Non lo avevo riconosciuto perché era cambiato un po’; in particolare nella foto si vedeva un po’ di barbetta al mento che prima non aveva. Fu quella a scatenare in me l’angoscia, un turbamento incredibile mai provato. Andai in taverna con i piatti da lavare. Quindi chiesi aiuto al Signore e dissi: “Ma perché tutto questo? Cosa significa questo pianto e tristezza? Signore io non capisco!”

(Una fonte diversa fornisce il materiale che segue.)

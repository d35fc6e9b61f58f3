use chrono::{DateTime, TimeZone};
use crossterm::style::{Color, Stylize};

use crate::model::report::Report;

/// Inner width of the report box, between the vertical borders.
pub const PANEL_WIDTH: usize = 68;
const LABEL_WIDTH: usize = 28;
const RULE_WIDTH: usize = 70;

#[derive(Debug, Clone)]
pub struct PanelRenderer {
    title: String,
    color: bool,
}

impl PanelRenderer {
    pub fn new(display_name: &str, color: bool) -> Self {
        Self {
            title: format!(
                "{} STOCK REAL-TIME MONITORING SYSTEM",
                display_name.trim().to_uppercase()
            ),
            color,
        }
    }

    pub fn header(&self) -> String {
        let rule = "=".repeat(RULE_WIDTH);
        format!("\n{rule}\n{:^width$}\n{rule}\n", self.title, width = RULE_WIDTH)
    }

    pub fn report<Tz: TimeZone>(&self, report: &Report, at: &DateTime<Tz>) -> String
    where
        Tz::Offset: std::fmt::Display,
    {
        let (color, arrow) = if report.is_gain() {
            (Color::Green, "▲")
        } else {
            (Color::Red, "▼")
        };
        let change = format!(
            "${:>+10.2} ({:>+6.2}%) {}",
            report.change, report.change_pct, arrow
        );

        let lines = [
            format!("┌{}┐", "─".repeat(PANEL_WIDTH)),
            row(&format!(
                "Timestamp: {}",
                at.format("%Y-%m-%d %H:%M:%S")
            )),
            divider(),
            row(&format!("{:^66}", "CURRENT MARKET DATA")),
            divider(),
            price_row("Current Price:", report.current),
            price_row("5-Day Moving Average:", report.sma_fast),
            price_row("10-Day Moving Average:", report.sma_slow),
            divider(),
            row(&format!("{:^66}", "PREDICTION & ANALYSIS")),
            divider(),
            price_row("Predicted Next Price:", report.predicted),
            self.styled_row("Expected Change:", &change, color),
            row(&format!(
                "{:<LABEL_WIDTH$}{} {}",
                "Market Trend:",
                report.trend.label(),
                report.trend.glyph()
            )),
            format!("└{}┘", "─".repeat(PANEL_WIDTH)),
        ];
        let mut out = String::new();
        for line in lines {
            out.push_str(&line);
            out.push('\n');
        }
        out
    }

    fn styled_row(&self, label: &str, value: &str, color: Color) -> String {
        let used = LABEL_WIDTH + value.chars().count();
        let pad = " ".repeat((PANEL_WIDTH - 2).saturating_sub(used));
        let value = if self.color {
            value.with(color).to_string()
        } else {
            value.to_string()
        };
        format!("│ {:<LABEL_WIDTH$}{}{} │", label, value, pad)
    }
}

fn row(content: &str) -> String {
    let pad = " ".repeat((PANEL_WIDTH - 2).saturating_sub(content.chars().count()));
    format!("│ {}{} │", content, pad)
}

fn price_row(label: &str, price: f64) -> String {
    row(&format!("{:<LABEL_WIDTH$}${:>10.2}", label, price))
}

fn divider() -> String {
    format!("├{}┤", "─".repeat(PANEL_WIDTH))
}

pub fn status_line(message: &str) -> String {
    format!("[STATUS] {message}")
}

pub fn info_line(refresh_secs: u64) -> String {
    format!("\n[INFO] Next update in {refresh_secs} seconds... (Press Ctrl+C to stop)")
}

pub fn waiting_line<Tz: TimeZone>(at: &DateTime<Tz>) -> String
where
    Tz::Offset: std::fmt::Display,
{
    format!(
        "[WARNING] {} - Waiting for sufficient data...",
        at.format("%H:%M:%S")
    )
}

pub fn error_line<Tz: TimeZone>(at: &DateTime<Tz>, message: &str) -> String
where
    Tz::Offset: std::fmt::Display,
{
    format!("[ERROR] {} - {}", at.format("%H:%M:%S"), message)
}

pub fn goodbye_line() -> &'static str {
    "\n\n[SYSTEM] Monitor stopped by user. Goodbye!"
}

#[cfg(test)]
mod tests {
    use super::*;
    use chrono::Utc;

    fn at() -> DateTime<Utc> {
        Utc.with_ymd_and_hms(2024, 3, 1, 9, 30, 5).unwrap()
    }

    #[test]
    fn plain_rows_share_one_width() {
        let renderer = PanelRenderer::new("tesla", false);
        let report = Report::new("TSLA", 100.0, 101.0, 99.0, 105.0);
        let out = renderer.report(&report, &at());
        for line in out.lines().filter(|l| !l.contains("Market Trend")) {
            assert_eq!(line.chars().count(), PANEL_WIDTH + 2, "{line:?}");
        }
    }

    #[test]
    fn header_names_the_display_symbol() {
        let header = PanelRenderer::new("tesla", false).header();
        assert!(header.contains("TESLA STOCK REAL-TIME MONITORING SYSTEM"));
        assert!(header.contains(&"=".repeat(70)));
    }

    #[test]
    fn negative_change_points_down() {
        let renderer = PanelRenderer::new("TSLA", true);
        let report = Report::new("TSLA", 100.0, 101.0, 99.0, 95.0);
        let out = renderer.report(&report, &at());
        let line = out.lines().find(|l| l.contains("Expected Change")).unwrap();
        assert!(line.contains("▼"));
        assert!(line.contains("-5.00"));
    }

    fn change_row(current: f64, predicted: f64) -> String {
        let renderer = PanelRenderer::new("TSLA", false);
        let report = Report::new("TSLA", current, 101.0, 99.0, predicted);
        let out = renderer.report(&report, &at());
        out.lines()
            .find(|l| l.contains("Expected Change"))
            .unwrap()
            .to_string()
    }

    #[test]
    fn five_percent_gain_points_up() {
        let line = change_row(100.0, 105.0);
        assert!(line.contains("$     +5.00 ( +5.00%) ▲"), "{line}");
        assert_eq!(line.chars().count(), PANEL_WIDTH + 2);
    }

    #[test]
    fn flat_projection_counts_as_gain() {
        let line = change_row(100.0, 100.0);
        assert!(line.contains("$     +0.00 ( +0.00%) ▲"), "{line}");
    }

    #[test]
    fn status_lines_carry_timestamps() {
        assert_eq!(
            waiting_line(&at()),
            "[WARNING] 09:30:05 - Waiting for sufficient data..."
        );
        assert_eq!(error_line(&at(), "boom"), "[ERROR] 09:30:05 - boom");
    }
}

La risposta fu: “Perché lui era il tuo carnefice!” E in quell’attimo stesso mi vidi ragazza giovane, indossavo una tunica bianca, larga e lunga fino ai piedi, portavo sulle spalle un lungo mantello azzurro e avevo i capelli lunghi quasi biondi e ricci che mi scendevano sulle spalle. Mi guardai i piedi ed erano nudi. Mi trovavo in una piazza gremita di gente che mi guardava. In mezzo alla piazza c’era una pira pronta e un palo. Mi fecero salire sulla pira. Mi accompagnava un prete con la croce in mano e un uomo che mi legò le mani dietro la schiena. Insieme a lui salii per una scaletta strettissima e dopo mi legò al palo sopra la pira. Allora guardai tutta la gente che c’era in piazza. Una donna uscì su un balcone che si trovava all’altezza della pira, mi guardò in viso e gridò: “Strega!”, poi entrò in casa e chiuse la porta finestra.

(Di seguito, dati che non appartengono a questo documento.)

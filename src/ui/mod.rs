pub mod panel;

pub use panel::PanelRenderer;
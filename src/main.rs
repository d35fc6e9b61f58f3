use std::io;
use std::time::Duration;

use anyhow::{Context, Result};
use tokio::sync::watch;

use stock_monitor::config::Config;
use stock_monitor::monitor::{Monitor, MonitorSettings};
use stock_monitor::provider::yahoo::YahooChartClient;
use stock_monitor::ui::PanelRenderer;

#[tokio::main]
async fn main() -> Result<()> {
    let config = match Config::load() {
        Ok(c) => c,
        Err(e) => {
            eprintln!("Failed to load config: {:#}", e);
            eprintln!("Check config/default.toml and the STOCK_MONITOR_SYMBOL variable");
            std::process::exit(1);
        }
    };

    // Log to a file so records don't interleave with the console panel
    let log_file = std::fs::File::create(&config.logging.file)
        .with_context(|| format!("failed to create log file {}", config.logging.file))?;
    tracing_subscriber::fmt()
        .with_env_filter(
            tracing_subscriber::EnvFilter::try_from_default_env().unwrap_or_else(|_| {
                tracing_subscriber::EnvFilter::new(config.logging.level.as_str())
            }),
        )
        .with_writer(log_file)
        .with_ansi(false)
        .json()
        .init();

    tracing::info!(
        symbol = %config.provider.symbol,
        base_url = %config.provider.base_url,
        lookback_days = config.provider.lookback_days,
        "Starting stock-monitor"
    );

    let client = YahooChartClient::new(
        &config.provider.base_url,
        Duration::from_secs(config.provider.timeout_secs),
    )?;

    let (shutdown_tx, shutdown_rx) = watch::channel(false);
    tokio::spawn(async move {
        if tokio::signal::ctrl_c().await.is_ok() {
            tracing::info!("Ctrl+C received");
            let _ = shutdown_tx.send(true);
        }
    });

    let mut monitor = Monitor::new(
        client,
        io::stdout(),
        MonitorSettings::from_config(&config),
        PanelRenderer::new(&config.provider.display_name, config.ui.color),
    );
    monitor.run(shutdown_rx).await?;

    tracing::info!("Shutdown complete");
    Ok(())
}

Sapevo che erano stati i sacerdoti a condannarmi. Riconobbi nell’uomo che andò alla pira per accendere il fuoco il ragazzo della foto. A quei tempi era solo un po’ più alto di statura e un po’ più robusto. Indossava soltanto un paio di pantaloni neri ed era a torso nudo. Aveva la barbetta al mento.

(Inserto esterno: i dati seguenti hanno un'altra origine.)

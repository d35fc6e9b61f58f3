use std::fmt;

use crate::error::TickError;
use crate::indicator::pct_change::mean_recent_change;
use crate::indicator::sma::tail_mean;
use crate::model::price_series::PriceSeries;

#[derive(Debug, Clone, Copy, PartialEq, Eq)]
pub enum Trend {
    Bullish,
    Bearish,
}

impl Trend {
    /// Ties resolve to `Bearish`.
    pub fn from_averages(sma_fast: f64, sma_slow: f64) -> Self {
        if sma_fast > sma_slow {
            Self::Bullish
        } else {
            Self::Bearish
        }
    }

    pub fn label(self) -> &'static str {
        match self {
            Self::Bullish => "BULLISH",
            Self::Bearish => "BEARISH",
        }
    }

    pub fn glyph(self) -> &'static str {
        match self {
            Self::Bullish => "📈",
            Self::Bearish => "📉",
        }
    }
}

impl fmt::Display for Trend {
    fn fmt(&self, f: &mut fmt::Formatter<'_>) -> fmt::Result {
        f.write_str(self.label())
    }
}

/// Window sizes for one analysis pass.
#[derive(Debug, Clone, Copy, PartialEq, Eq)]
pub struct AnalysisParams {
    pub fast_period: usize,
    pub slow_period: usize,
    /// Number of pairwise changes averaged for the projection (reads one extra close).
    pub change_window: usize,
    /// A series must be strictly longer than this to be analysed.
    pub min_history: usize,
}

impl Default for AnalysisParams {
    fn default() -> Self {
        Self {
            fast_period: 5,
            slow_period: 10,
            change_window: 5,
            min_history: 10,
        }
    }
}

#[derive(Debug, Clone, PartialEq)]
pub struct Report {
    pub symbol: String,
    pub current: f64,
    pub sma_fast: f64,
    pub sma_slow: f64,
    pub predicted: f64,
    pub change: f64,
    pub change_pct: f64,
    pub trend: Trend,
}

impl Report {
    pub fn new(
        symbol: impl Into<String>,
        current: f64,
        sma_fast: f64,
        sma_slow: f64,
        predicted: f64,
    ) -> Self {
        let change = predicted - current;
        Self {
            symbol: symbol.into(),
            current,
            sma_fast,
            sma_slow,
            predicted,
            change,
            change_pct: change / current * 100.0,
            trend: Trend::from_averages(sma_fast, sma_slow),
        }
    }

    pub fn compute(series: &PriceSeries, params: &AnalysisParams) -> Result<Self, TickError> {
        if params.fast_period == 0 || params.slow_period == 0 || params.change_window == 0 {
            return Err(TickError::Compute(format!(
                "analysis windows must be > 0 (fast {}, slow {}, change {})",
                params.fast_period, params.slow_period, params.change_window
            )));
        }
        if series.len() <= params.min_history {
            return Err(TickError::InsufficientData {
                have: series.len(),
                need: params.min_history,
            });
        }

        let closes = series.closes();
        let needed = params
            .slow_period
            .max(params.fast_period)
            .max(params.change_window + 1);
        let window = &closes[closes.len().saturating_sub(needed)..];
        if let Some(bad) = window.iter().find(|c| !c.is_finite() || **c <= 0.0) {
            return Err(TickError::Compute(format!(
                "invalid close price {} for {}",
                bad,
                series.symbol()
            )));
        }

        let short = |what: &str| {
            TickError::Compute(format!(
                "not enough closes for {} ({} available)",
                what,
                closes.len()
            ))
        };
        let current = series
            .latest()
            .map(|p| p.close)
            .ok_or_else(|| short("current price"))?;
        let sma_fast = tail_mean(&closes, params.fast_period).ok_or_else(|| short("fast SMA"))?;
        let sma_slow = tail_mean(&closes, params.slow_period).ok_or_else(|| short("slow SMA"))?;
        let avg_change = mean_recent_change(&closes, params.change_window)
            .ok_or_else(|| short("recent changes"))?;

        Ok(Self::new(
            series.symbol(),
            current,
            sma_fast,
            sma_slow,
            current * (1.0 + avg_change),
        ))
    }

    pub fn is_gain(&self) -> bool {
        self.change >= 0.0
    }
}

Lo vidi quando si avvicinò alla pira con una torcia che era un bastone con la punta accesa. Stava appiccando il fuoco alla catasta di legna al cui centro c’ero io legata al palo. Guardai i miei piedi e vidi le fiamme che li lambivano già; a quella vista svenni e non ricordo più niente, e quindi sparì la visione.
Allora capii tutto. Il turbamento, la tristezza, il pianto, e anche il rifiuto verso quel ragazzo quando frequentava mia figlia.
Continuai a lavare i piatti; non piangevo più, mi sentivo più calma. E quando mi tranquillizzai del tutto tornai di sopra e raccontai ciò che avevo visto e sentito. Mia figlia non aprì bocca, rimase ammutolita. Io dissi: “Questo è successo nel Medioevo, quindi non ce l’ho con lui, lui non c’entra. Non fu lui a condannarmi, lui eseguiva solo l’ordine. È stata la vista di quella barbetta a scatenare il turbamento”.
Concludere le incarnazioni
Certamente ci sono state tante altre vite che non mi ricordo; sento solo la stanchezza di tutte quante insieme. Una volta mi trovai a dire, parlando con Debora: “Quanto sono stanca di venire sulla Terra, vorrei tanto non venire più”. Mia figlia interpretò male e mi disse: “Mi dispiace che non ami la vita!”. Le risposi: “Ma non si tratta di non amare la vita, certo che l’amo, ma la ragione è un’altra. Io mi riferisco a tutte le esistenze messe insieme che ho già vissuto prima di questa e che mi hanno resa veramente stanca. Ed è per questo che spero di non venire mai più su questa Terra. Mi pare proprio che questo sia un romanzo a puntate, ogni esistenza è una puntata, spero proprio che il mio romanzo sia finito.”